:: Records for this task

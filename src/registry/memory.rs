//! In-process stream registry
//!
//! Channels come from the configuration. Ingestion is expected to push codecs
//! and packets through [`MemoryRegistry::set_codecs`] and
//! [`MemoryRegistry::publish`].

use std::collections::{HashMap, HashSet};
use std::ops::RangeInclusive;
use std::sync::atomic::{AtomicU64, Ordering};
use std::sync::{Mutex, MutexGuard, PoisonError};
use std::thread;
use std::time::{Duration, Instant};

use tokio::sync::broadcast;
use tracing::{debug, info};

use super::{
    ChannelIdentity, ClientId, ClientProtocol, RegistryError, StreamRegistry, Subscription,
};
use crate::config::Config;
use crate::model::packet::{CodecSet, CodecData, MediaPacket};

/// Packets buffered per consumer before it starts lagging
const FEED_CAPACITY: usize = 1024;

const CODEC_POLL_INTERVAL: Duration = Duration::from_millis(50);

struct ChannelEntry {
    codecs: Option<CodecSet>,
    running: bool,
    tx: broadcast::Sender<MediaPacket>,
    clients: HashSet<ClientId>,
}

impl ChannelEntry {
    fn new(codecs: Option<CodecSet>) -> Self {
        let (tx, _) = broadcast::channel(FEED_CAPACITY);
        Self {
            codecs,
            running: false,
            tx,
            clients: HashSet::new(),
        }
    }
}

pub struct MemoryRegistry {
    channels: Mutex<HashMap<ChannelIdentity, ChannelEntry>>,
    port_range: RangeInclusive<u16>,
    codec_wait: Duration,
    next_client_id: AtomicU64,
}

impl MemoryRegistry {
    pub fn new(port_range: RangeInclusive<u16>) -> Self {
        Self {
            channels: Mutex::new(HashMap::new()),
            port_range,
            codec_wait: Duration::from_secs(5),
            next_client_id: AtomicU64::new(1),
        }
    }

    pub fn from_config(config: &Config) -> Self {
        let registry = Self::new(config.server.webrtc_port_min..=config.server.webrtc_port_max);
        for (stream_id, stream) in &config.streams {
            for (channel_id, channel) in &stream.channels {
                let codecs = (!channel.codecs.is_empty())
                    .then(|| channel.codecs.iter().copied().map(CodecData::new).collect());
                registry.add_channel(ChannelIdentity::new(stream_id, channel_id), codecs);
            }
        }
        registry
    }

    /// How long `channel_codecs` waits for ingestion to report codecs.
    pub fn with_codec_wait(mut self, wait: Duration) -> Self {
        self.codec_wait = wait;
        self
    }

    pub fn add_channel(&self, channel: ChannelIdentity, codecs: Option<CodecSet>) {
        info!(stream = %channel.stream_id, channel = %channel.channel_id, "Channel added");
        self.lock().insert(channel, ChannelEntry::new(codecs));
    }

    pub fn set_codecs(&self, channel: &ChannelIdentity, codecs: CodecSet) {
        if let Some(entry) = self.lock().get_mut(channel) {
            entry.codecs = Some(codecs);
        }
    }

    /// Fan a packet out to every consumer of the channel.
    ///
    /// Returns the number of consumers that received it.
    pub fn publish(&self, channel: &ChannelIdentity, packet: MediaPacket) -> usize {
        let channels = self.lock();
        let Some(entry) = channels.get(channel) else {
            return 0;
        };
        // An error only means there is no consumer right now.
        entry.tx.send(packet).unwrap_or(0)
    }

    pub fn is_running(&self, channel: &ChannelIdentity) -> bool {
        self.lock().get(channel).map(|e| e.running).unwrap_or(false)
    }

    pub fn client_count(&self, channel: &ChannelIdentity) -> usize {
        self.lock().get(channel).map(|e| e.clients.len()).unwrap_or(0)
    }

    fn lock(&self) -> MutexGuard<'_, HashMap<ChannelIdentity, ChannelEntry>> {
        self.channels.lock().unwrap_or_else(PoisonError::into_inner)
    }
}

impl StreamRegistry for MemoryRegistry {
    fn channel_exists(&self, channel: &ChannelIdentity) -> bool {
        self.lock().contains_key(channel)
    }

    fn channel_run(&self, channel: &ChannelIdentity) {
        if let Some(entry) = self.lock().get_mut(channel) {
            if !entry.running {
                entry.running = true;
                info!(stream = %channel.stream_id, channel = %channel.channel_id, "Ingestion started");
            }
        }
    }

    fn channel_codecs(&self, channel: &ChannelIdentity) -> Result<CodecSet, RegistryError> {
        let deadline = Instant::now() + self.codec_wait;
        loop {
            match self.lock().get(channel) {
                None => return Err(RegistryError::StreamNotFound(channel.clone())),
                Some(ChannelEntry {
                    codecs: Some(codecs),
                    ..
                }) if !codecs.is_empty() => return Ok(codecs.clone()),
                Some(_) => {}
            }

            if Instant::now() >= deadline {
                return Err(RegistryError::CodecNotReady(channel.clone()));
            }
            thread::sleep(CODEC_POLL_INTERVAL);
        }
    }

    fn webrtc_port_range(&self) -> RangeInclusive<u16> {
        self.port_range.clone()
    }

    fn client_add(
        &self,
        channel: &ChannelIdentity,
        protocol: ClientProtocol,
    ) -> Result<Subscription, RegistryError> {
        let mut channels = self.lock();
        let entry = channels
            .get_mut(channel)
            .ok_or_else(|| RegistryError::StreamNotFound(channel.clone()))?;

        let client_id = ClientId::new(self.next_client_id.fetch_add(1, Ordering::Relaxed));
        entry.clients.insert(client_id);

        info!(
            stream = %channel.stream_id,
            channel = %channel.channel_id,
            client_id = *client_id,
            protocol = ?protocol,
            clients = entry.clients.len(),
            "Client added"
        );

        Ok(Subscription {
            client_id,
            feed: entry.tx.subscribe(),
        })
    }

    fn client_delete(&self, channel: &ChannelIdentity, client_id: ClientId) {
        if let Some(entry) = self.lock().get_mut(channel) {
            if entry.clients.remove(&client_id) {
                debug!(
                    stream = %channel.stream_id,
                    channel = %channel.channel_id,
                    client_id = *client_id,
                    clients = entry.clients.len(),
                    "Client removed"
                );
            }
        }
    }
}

::::

Read through the entries, then copy every line where the string "Option" is found.

    codecs: Option<CodecSet>,
    fn new(codecs: Option<CodecSet>) -> Self {
    pub fn add_channel(&self, channel: ChannelIdentity, codecs: Option<CodecSet>) {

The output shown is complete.